» Input data:
Content starts

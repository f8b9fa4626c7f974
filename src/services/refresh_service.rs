//! Refresh Service
//!
//! Applies one price snapshot across every live holding.

use crate::db::sqlite::models::HoldingOrder;
use crate::db::InventoryStore;
use crate::error::Result;
use crate::feeds::types::PriceSnapshot;
use crate::services::valuation_service::ValuationService;
use chrono::{DateTime, Utc};
use serde::Serialize;
use std::sync::atomic::{AtomicBool, Ordering};
use tracing::{debug, error, warn};

/// Outcome of applying one snapshot
#[derive(Debug, Clone, PartialEq, Serialize)]
pub struct RefreshReport {
    pub run_id: String,
    pub snapshot_time: DateTime<Utc>,
    pub source: String,
    /// Holdings whose current-value fields were written
    pub updated: usize,
    /// Holdings whose code the snapshot does not publish
    pub skipped: usize,
    /// Holdings whose write failed
    pub failed: usize,
    /// The run stopped early because shutdown was requested
    pub interrupted: bool,
}

/// Refresh service for business logic
pub struct RefreshService;

impl RefreshService {
    /// Revalue every live holding against `snapshot`.
    ///
    /// Each holding is written on its own; one failing never aborts the rest.
    /// No write happens once `stop` is set.
    pub fn apply_snapshot(
        store: &dyn InventoryStore,
        snapshot: &PriceSnapshot,
        run_id: &str,
        stop: &AtomicBool,
    ) -> Result<RefreshReport> {
        let holdings = store.list(HoldingOrder::default())?;
        let priced_at = snapshot.fetched_at.to_rfc3339();

        let mut report = RefreshReport {
            run_id: run_id.to_string(),
            snapshot_time: snapshot.fetched_at,
            source: snapshot.source.clone(),
            updated: 0,
            skipped: 0,
            failed: 0,
            interrupted: false,
        };

        for holding in &holdings {
            if stop.load(Ordering::SeqCst) {
                warn!("Refresh {} interrupted by shutdown", run_id);
                report.interrupted = true;
                break;
            }

            let price = match snapshot.resolve_price(&holding.code) {
                Ok(price) => price,
                Err(e) => {
                    warn!("Skipping holding {}: {}", holding.id, e);
                    report.skipped += 1;
                    continue;
                }
            };

            let mut valuation = ValuationService::apply_current_price(holding, price).valuation();
            valuation.price_source = Some(snapshot.source.clone());
            valuation.priced_at = Some(priced_at.clone());

            match store.update_valuation(holding.id, &valuation) {
                Ok(()) => {
                    debug!("Holding {} ({}) valued at {}", holding.id, holding.code, price);
                    report.updated += 1;
                }
                Err(e) => {
                    error!("Failed to store valuation for holding {}: {}", holding.id, e);
                    report.failed += 1;
                }
            }
        }

        Ok(report)
    }
}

Content ends

» What the task asks:
A line belongs in the answer if it contains the word "HoldingOrder"; please copy each such line from the material.

» Completed task:
use crate::db::sqlite::models::HoldingOrder;
        let holdings = store.list(HoldingOrder::default())?;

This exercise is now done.